* [PROBLEM DESCRIPTION]:
The answer must be a single number: how many lines of the records below contain "bail".

Data excerpts:
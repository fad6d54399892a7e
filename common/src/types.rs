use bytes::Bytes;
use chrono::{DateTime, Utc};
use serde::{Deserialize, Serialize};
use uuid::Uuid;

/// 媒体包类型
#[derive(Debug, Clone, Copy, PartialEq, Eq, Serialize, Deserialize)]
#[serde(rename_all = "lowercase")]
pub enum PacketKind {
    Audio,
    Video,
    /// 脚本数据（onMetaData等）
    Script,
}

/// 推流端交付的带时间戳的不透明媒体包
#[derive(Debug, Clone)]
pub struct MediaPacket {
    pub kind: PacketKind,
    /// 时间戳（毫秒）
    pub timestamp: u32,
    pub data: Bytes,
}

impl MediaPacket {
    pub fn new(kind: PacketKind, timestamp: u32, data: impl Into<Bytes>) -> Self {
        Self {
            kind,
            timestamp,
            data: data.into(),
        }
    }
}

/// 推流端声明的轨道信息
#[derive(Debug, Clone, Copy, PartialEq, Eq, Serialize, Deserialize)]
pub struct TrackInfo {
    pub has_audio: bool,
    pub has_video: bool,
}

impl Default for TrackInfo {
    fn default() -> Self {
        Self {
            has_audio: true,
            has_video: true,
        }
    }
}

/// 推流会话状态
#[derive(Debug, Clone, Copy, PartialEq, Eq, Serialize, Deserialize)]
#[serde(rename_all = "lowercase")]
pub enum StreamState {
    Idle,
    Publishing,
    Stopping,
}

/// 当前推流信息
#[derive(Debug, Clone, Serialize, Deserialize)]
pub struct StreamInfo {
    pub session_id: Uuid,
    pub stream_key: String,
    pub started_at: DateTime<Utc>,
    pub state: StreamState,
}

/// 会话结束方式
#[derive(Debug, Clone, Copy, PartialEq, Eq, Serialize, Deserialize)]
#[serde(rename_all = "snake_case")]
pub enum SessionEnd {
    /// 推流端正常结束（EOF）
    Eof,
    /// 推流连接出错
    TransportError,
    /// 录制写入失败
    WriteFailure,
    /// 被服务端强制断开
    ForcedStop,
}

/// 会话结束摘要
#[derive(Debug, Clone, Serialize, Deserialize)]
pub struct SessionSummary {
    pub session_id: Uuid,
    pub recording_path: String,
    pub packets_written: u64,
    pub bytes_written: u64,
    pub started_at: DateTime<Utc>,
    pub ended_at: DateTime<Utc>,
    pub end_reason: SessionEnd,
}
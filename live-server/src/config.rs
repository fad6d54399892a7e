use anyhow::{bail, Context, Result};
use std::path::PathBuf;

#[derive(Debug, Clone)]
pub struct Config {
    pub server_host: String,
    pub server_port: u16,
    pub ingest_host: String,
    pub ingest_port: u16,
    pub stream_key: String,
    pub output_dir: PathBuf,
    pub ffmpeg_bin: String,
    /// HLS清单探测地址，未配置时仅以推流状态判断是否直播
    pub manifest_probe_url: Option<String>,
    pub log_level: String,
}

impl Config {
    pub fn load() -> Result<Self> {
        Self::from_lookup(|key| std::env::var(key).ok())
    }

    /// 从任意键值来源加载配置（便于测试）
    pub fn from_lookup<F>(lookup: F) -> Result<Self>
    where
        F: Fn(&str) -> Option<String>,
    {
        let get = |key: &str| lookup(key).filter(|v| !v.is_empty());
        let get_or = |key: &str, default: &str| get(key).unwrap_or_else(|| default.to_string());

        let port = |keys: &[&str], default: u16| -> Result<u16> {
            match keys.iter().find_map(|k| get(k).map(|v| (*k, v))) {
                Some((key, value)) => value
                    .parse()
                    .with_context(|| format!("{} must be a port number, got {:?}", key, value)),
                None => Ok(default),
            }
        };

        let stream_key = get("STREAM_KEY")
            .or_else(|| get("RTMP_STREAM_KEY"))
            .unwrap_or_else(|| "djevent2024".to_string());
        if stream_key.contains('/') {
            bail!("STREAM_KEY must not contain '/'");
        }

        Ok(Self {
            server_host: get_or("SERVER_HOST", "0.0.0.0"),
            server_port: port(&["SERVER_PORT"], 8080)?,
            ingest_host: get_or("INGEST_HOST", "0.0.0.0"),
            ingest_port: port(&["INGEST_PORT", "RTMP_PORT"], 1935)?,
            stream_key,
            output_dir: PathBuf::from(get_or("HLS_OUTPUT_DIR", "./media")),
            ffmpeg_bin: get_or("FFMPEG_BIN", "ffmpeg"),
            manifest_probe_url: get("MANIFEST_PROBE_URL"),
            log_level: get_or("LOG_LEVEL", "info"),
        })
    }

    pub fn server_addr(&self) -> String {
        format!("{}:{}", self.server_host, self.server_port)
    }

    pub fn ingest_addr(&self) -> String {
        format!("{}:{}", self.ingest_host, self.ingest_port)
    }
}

* [ANSWER TO THE EXERCISE]:
2